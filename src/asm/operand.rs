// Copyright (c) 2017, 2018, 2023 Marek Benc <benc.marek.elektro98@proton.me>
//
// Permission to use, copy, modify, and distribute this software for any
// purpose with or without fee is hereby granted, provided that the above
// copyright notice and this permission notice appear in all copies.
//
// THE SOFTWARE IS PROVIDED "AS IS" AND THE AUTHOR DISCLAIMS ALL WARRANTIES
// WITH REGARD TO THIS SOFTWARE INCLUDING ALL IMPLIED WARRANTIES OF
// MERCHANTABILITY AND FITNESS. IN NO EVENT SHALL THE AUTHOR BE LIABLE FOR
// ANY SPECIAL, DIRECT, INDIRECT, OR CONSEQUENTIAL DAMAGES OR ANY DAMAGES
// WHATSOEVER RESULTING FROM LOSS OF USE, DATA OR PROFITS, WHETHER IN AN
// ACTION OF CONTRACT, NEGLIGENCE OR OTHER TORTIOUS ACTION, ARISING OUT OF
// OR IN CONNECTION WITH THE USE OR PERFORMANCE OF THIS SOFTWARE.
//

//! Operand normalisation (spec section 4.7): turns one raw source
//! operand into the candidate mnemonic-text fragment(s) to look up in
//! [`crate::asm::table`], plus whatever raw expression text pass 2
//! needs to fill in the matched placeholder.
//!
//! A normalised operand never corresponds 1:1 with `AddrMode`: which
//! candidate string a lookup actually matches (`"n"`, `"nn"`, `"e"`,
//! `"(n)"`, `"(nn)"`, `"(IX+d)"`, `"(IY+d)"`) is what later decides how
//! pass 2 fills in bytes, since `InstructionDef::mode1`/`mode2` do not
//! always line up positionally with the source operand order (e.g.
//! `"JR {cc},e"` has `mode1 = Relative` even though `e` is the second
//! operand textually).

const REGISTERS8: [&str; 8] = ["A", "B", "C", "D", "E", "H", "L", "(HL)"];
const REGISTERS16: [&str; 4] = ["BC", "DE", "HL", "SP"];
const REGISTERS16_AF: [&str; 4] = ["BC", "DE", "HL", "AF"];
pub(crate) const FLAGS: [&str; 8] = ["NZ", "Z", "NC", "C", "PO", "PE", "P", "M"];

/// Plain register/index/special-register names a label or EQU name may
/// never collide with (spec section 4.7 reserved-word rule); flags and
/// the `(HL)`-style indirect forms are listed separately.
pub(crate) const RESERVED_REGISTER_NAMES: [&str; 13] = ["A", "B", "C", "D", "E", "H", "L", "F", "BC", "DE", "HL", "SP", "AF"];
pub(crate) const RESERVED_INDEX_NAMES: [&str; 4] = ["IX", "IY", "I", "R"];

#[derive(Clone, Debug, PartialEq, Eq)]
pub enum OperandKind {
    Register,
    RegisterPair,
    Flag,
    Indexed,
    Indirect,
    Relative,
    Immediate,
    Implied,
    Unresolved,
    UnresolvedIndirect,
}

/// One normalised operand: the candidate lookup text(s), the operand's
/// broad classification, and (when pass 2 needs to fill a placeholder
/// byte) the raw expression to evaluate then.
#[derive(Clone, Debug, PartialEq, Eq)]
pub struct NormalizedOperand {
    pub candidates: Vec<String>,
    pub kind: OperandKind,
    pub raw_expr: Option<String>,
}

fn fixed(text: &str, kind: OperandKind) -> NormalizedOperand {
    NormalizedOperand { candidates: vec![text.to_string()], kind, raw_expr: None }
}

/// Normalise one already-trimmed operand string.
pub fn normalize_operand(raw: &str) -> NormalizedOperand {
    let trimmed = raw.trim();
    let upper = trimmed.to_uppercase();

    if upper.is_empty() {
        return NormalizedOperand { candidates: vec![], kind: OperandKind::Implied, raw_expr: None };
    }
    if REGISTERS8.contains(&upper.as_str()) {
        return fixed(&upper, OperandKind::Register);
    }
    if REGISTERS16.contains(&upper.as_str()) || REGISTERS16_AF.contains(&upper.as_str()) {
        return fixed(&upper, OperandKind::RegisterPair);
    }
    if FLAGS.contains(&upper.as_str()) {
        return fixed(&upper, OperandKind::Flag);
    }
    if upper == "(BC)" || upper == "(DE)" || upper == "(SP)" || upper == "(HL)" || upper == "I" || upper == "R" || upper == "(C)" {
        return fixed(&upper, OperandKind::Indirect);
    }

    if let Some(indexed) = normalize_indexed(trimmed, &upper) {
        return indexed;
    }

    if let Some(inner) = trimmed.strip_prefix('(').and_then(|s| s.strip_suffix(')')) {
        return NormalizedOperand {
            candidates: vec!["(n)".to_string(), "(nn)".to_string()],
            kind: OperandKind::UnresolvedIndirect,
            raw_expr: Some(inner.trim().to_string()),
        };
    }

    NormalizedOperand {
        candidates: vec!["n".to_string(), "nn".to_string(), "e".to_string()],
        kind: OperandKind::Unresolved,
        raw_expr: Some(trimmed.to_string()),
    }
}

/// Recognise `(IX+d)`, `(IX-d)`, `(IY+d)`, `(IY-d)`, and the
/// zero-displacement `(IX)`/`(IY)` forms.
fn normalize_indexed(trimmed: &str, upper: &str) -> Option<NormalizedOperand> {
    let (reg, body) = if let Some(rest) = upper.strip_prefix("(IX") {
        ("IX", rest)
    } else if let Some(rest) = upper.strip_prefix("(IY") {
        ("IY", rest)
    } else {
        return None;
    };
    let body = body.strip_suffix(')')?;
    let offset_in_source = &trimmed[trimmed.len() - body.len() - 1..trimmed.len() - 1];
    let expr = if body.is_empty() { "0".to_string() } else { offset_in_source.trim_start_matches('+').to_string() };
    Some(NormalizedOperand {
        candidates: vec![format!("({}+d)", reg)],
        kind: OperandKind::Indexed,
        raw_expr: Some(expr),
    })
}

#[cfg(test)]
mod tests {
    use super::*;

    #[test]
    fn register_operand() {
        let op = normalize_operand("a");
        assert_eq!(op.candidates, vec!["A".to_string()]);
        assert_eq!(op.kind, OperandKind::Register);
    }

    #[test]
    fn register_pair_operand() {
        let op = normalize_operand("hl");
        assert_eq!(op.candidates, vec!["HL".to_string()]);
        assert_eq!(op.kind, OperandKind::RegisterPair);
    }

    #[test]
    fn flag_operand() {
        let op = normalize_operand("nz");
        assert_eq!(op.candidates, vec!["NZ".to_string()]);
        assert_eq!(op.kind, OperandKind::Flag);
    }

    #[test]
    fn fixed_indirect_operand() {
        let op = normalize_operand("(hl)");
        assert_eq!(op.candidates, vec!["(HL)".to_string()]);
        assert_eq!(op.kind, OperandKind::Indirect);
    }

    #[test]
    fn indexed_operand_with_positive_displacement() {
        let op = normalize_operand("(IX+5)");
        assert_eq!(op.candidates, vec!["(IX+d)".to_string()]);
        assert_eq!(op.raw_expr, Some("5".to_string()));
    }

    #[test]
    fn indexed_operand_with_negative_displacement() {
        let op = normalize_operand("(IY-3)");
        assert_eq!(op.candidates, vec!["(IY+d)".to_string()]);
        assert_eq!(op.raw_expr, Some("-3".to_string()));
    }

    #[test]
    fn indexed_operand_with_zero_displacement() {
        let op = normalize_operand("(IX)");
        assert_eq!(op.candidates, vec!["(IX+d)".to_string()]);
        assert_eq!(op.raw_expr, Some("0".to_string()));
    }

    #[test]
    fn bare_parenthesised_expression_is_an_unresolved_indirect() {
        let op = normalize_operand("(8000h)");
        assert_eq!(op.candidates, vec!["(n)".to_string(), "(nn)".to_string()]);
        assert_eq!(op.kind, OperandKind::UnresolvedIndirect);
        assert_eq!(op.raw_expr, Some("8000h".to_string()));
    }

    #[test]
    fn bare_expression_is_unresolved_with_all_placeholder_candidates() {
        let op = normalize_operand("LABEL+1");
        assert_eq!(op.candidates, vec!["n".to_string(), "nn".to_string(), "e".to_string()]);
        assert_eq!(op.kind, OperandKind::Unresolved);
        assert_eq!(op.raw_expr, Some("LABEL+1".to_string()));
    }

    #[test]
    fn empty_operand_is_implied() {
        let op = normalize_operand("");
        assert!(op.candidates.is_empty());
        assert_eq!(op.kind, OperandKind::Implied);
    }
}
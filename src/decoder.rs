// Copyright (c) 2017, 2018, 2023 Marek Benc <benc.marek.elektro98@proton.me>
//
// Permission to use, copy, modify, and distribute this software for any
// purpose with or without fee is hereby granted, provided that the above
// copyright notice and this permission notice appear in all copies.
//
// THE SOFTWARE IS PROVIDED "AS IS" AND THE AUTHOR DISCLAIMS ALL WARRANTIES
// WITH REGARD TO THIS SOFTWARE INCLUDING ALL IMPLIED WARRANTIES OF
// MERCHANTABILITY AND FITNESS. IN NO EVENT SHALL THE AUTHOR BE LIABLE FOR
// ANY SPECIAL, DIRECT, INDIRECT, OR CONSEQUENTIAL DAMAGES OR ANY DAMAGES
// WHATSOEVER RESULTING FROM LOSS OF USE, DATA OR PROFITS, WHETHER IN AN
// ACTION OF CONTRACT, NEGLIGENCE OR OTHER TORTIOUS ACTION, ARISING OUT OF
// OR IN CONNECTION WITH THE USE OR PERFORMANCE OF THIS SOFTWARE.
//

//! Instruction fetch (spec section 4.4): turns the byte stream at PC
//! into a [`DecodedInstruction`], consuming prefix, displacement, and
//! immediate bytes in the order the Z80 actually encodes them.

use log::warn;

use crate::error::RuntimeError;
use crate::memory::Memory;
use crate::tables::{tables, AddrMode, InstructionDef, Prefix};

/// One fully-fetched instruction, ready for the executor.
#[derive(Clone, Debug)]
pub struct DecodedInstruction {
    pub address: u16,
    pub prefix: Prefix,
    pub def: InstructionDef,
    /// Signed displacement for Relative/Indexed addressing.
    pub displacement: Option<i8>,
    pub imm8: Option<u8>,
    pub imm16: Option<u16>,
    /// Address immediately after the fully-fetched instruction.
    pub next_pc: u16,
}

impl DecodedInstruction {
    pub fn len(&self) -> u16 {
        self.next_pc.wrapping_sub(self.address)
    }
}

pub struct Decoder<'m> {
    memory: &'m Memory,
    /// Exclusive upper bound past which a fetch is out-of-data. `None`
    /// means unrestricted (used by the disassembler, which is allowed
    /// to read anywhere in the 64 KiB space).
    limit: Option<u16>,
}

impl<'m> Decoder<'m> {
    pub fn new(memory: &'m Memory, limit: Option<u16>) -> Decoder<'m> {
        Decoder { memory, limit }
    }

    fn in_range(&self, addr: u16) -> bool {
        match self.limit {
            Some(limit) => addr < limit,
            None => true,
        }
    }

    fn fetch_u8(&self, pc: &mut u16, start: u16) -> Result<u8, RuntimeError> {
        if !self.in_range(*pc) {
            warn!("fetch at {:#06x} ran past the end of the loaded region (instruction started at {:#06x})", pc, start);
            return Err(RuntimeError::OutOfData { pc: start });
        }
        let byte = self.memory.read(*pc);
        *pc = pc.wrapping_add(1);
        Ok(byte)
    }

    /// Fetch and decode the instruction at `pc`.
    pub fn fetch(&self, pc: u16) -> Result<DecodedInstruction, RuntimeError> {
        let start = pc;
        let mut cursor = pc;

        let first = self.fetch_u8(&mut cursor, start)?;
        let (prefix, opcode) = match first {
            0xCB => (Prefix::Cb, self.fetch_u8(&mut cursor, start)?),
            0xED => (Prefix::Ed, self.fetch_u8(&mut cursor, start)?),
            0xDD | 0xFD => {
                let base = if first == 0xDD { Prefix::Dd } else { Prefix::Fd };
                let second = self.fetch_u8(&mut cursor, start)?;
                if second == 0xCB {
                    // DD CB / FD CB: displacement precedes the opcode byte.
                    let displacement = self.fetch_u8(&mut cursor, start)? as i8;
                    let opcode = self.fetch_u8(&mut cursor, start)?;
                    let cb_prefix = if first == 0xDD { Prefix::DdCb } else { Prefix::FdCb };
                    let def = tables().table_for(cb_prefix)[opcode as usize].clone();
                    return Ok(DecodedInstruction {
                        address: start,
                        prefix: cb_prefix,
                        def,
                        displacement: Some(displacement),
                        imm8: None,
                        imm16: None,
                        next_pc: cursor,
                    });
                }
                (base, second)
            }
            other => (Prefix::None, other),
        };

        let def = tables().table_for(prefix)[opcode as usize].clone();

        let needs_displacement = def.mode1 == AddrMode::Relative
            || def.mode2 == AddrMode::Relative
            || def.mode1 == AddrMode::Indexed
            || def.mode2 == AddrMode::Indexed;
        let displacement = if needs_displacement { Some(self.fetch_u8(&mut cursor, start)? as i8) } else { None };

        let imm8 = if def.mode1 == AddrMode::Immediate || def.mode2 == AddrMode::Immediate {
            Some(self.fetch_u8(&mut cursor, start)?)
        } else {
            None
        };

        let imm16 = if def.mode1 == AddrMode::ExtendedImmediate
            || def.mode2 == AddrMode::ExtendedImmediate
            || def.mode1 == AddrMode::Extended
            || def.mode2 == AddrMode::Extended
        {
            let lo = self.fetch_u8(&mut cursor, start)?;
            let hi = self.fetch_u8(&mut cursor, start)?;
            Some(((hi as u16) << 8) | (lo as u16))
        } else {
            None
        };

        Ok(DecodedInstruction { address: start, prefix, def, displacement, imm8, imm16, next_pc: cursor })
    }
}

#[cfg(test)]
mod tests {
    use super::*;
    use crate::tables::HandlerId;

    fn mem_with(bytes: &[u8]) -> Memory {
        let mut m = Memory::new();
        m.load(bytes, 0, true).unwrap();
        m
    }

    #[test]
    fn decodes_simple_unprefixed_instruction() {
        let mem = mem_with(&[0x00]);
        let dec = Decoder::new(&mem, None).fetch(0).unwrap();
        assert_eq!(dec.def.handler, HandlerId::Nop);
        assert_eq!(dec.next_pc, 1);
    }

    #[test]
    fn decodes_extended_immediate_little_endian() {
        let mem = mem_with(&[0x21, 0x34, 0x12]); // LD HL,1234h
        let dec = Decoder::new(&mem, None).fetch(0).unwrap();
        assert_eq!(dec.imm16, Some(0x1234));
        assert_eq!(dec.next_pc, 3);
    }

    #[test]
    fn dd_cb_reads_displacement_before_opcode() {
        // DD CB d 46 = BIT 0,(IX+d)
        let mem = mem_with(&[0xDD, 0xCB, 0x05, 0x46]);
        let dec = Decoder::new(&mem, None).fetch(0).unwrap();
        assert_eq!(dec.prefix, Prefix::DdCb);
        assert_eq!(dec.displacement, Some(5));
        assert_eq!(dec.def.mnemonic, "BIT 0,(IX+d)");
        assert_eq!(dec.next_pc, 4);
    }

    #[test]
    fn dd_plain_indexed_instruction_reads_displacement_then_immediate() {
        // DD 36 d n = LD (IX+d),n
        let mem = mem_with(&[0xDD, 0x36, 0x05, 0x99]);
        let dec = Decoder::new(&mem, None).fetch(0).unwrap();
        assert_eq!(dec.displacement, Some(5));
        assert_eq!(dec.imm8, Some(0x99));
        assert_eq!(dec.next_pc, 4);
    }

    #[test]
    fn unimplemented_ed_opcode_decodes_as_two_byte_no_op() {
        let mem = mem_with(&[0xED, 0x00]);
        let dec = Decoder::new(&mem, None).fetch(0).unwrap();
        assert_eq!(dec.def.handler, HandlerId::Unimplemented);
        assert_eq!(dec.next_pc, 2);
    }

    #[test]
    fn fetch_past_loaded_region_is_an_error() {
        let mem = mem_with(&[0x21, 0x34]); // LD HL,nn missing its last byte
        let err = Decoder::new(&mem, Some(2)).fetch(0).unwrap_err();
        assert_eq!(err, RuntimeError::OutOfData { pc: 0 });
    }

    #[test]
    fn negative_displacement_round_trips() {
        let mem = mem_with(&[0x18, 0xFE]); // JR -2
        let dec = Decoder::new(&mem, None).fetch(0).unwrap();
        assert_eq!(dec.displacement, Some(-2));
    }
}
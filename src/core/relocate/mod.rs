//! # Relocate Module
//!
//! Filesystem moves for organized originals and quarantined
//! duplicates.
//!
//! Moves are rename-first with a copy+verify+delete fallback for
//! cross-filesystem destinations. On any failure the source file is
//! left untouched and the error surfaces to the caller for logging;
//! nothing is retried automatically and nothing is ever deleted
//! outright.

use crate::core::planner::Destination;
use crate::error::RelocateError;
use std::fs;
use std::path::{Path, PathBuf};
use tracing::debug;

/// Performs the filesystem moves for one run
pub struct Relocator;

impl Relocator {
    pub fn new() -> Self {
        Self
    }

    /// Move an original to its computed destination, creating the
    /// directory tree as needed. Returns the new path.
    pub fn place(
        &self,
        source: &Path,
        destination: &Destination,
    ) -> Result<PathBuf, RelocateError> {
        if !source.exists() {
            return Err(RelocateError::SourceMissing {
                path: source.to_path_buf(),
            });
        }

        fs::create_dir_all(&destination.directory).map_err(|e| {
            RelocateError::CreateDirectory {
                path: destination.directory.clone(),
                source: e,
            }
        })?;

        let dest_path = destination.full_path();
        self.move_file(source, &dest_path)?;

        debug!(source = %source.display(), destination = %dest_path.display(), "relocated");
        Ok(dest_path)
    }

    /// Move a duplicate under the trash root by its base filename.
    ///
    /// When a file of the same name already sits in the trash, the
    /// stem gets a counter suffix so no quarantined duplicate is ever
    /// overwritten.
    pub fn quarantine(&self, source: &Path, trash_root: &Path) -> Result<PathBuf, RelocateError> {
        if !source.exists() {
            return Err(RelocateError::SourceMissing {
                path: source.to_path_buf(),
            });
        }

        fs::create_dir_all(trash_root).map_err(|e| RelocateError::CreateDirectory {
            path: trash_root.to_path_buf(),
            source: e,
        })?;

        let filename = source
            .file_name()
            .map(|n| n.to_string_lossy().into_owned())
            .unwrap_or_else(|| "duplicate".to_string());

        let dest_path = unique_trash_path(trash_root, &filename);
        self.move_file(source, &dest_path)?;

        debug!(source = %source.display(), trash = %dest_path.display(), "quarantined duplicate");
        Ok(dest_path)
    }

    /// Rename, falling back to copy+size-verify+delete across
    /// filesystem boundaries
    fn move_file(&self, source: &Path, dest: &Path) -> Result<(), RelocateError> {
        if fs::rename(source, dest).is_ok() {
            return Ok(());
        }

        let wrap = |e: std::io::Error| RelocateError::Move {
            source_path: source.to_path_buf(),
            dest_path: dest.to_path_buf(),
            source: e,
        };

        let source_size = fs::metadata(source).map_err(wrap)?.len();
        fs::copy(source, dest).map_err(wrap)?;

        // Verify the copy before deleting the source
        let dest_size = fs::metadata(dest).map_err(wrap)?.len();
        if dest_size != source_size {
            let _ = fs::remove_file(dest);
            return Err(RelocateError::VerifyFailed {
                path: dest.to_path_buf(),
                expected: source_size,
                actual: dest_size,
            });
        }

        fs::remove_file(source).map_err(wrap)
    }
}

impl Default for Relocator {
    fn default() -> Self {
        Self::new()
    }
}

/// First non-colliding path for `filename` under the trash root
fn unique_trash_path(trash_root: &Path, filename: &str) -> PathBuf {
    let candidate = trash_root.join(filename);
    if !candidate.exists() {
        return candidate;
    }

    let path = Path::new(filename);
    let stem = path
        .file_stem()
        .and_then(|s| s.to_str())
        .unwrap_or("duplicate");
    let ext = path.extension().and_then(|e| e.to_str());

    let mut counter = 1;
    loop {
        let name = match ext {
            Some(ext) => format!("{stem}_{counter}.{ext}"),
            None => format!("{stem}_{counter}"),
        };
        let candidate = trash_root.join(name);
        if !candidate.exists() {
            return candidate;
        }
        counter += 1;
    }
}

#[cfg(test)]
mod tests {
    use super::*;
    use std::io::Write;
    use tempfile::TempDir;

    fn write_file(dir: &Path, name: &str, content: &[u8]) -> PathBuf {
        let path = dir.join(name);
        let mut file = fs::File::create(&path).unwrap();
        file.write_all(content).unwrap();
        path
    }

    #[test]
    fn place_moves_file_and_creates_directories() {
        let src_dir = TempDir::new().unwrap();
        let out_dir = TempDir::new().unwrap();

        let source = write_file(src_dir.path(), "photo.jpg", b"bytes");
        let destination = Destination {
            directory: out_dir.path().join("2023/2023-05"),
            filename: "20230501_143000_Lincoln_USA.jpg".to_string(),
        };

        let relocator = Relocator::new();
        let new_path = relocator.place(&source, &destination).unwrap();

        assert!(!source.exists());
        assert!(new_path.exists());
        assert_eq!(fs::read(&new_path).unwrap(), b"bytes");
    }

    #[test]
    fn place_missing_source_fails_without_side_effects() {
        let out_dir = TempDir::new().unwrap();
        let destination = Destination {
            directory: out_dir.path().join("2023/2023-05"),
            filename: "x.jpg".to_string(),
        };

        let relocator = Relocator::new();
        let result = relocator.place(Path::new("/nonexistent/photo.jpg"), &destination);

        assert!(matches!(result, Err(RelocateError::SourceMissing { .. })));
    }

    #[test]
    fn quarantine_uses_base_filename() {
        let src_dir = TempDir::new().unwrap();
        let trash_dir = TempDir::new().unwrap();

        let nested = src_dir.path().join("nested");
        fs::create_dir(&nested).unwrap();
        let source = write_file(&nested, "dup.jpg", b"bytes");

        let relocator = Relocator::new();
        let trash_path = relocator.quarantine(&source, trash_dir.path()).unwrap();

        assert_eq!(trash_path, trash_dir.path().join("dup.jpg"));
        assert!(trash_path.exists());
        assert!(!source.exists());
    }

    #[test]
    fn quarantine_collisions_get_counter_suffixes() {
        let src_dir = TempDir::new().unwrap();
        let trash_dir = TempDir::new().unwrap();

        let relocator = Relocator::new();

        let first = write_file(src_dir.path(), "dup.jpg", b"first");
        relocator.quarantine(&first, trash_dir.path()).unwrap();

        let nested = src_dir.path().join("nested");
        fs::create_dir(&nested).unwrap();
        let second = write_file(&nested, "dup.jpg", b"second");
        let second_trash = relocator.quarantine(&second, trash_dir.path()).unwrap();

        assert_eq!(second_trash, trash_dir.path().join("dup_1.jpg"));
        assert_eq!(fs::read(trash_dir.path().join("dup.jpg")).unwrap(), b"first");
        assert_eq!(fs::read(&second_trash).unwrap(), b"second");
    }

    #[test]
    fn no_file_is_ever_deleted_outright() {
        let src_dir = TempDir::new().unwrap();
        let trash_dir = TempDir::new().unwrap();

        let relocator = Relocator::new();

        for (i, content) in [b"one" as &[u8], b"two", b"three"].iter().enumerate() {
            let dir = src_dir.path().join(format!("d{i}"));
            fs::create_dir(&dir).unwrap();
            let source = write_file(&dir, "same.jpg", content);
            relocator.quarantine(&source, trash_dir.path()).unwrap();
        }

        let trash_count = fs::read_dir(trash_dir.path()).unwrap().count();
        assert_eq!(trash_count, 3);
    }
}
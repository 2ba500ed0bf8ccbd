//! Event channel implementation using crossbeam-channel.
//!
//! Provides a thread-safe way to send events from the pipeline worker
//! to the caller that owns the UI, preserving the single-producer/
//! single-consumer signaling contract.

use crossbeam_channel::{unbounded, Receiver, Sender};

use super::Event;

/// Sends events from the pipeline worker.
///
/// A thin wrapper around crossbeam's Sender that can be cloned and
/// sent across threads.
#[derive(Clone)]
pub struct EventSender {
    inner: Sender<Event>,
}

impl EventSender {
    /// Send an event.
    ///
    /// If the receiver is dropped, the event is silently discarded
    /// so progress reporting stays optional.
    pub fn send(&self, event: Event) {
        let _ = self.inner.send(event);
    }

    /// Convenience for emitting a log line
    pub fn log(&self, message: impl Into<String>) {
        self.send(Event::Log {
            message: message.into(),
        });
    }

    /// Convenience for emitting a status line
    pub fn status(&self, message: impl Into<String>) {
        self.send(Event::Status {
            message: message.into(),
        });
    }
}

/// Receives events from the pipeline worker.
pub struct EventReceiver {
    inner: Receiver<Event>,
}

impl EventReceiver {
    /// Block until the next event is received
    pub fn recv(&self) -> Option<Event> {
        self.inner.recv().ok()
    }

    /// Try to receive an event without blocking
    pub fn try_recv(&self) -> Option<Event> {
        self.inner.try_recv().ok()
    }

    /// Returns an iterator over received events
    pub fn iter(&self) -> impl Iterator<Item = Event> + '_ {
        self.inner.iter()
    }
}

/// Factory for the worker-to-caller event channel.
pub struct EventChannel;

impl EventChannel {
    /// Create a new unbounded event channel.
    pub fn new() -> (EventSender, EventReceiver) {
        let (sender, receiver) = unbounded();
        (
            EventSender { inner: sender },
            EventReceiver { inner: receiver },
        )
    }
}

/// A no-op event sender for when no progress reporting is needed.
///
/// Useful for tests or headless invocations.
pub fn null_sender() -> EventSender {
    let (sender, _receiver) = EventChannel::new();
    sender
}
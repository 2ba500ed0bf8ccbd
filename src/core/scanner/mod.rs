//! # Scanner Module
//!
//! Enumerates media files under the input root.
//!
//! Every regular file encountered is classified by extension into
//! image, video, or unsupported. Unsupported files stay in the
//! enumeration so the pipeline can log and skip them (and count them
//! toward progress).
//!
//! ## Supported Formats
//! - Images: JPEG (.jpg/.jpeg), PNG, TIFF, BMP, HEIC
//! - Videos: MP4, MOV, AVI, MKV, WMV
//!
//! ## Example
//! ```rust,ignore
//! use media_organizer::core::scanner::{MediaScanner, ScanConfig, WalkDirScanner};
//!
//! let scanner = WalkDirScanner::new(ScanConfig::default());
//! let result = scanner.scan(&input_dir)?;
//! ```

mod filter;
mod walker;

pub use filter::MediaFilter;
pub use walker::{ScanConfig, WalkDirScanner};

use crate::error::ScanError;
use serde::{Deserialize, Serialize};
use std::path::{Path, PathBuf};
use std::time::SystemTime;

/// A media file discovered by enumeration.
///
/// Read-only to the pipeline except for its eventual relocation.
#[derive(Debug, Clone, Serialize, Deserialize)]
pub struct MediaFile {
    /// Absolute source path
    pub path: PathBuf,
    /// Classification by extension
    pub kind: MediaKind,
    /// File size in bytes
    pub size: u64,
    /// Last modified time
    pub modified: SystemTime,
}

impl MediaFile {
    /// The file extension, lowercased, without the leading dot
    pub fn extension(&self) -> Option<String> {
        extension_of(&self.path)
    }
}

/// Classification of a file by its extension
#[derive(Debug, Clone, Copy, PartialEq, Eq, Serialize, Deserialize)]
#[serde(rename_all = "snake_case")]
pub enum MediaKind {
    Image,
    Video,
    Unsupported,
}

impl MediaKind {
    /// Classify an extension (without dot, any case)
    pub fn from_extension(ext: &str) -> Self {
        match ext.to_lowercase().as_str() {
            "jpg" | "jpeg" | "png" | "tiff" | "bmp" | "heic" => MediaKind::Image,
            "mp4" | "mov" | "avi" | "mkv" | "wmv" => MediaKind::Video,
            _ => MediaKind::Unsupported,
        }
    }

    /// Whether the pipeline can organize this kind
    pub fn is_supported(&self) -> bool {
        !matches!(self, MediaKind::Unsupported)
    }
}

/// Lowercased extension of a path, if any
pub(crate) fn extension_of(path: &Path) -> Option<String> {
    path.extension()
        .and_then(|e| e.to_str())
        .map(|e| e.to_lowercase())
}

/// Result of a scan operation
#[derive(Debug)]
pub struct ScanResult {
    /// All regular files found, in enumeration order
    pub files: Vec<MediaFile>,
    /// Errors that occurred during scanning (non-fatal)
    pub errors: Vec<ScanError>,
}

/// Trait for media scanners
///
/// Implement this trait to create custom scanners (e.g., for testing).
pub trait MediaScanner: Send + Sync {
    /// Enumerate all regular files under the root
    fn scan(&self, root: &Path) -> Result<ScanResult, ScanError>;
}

==================================================

- What is needed -
Copy the entries above exactly, but only from the line holding "operand order (e.g." through the line holding "text(s), the operand's", both included.

- Reply -
//! always line up positionally with the source operand order (e.g.
//! `"JR {cc},e"` has `mode1 = Relative` even though `e` is the second
//! operand textually).

const REGISTERS8: [&str; 8] = ["A", "B", "C", "D", "E", "H", "L", "(HL)"];
const REGISTERS16: [&str; 4] = ["BC", "DE", "HL", "SP"];
const REGISTERS16_AF: [&str; 4] = ["BC", "DE", "HL", "AF"];
pub(crate) const FLAGS: [&str; 8] = ["NZ", "Z", "NC", "C", "PO", "PE", "P", "M"];

/// Plain register/index/special-register names a label or EQU name may
/// never collide with (spec section 4.7 reserved-word rule); flags and
/// the `(HL)`-style indirect forms are listed separately.
pub(crate) const RESERVED_REGISTER_NAMES: [&str; 13] = ["A", "B", "C", "D", "E", "H", "L", "F", "BC", "DE", "HL", "SP", "AF"];
pub(crate) const RESERVED_INDEX_NAMES: [&str; 4] = ["IX", "IY", "I", "R"];

#[derive(Clone, Debug, PartialEq, Eq)]
pub enum OperandKind {
    Register,
    RegisterPair,
    Flag,
    Indexed,
    Indirect,
    Relative,
    Immediate,
    Implied,
    Unresolved,
    UnresolvedIndirect,
}

/// One normalised operand: the candidate lookup text(s), the operand's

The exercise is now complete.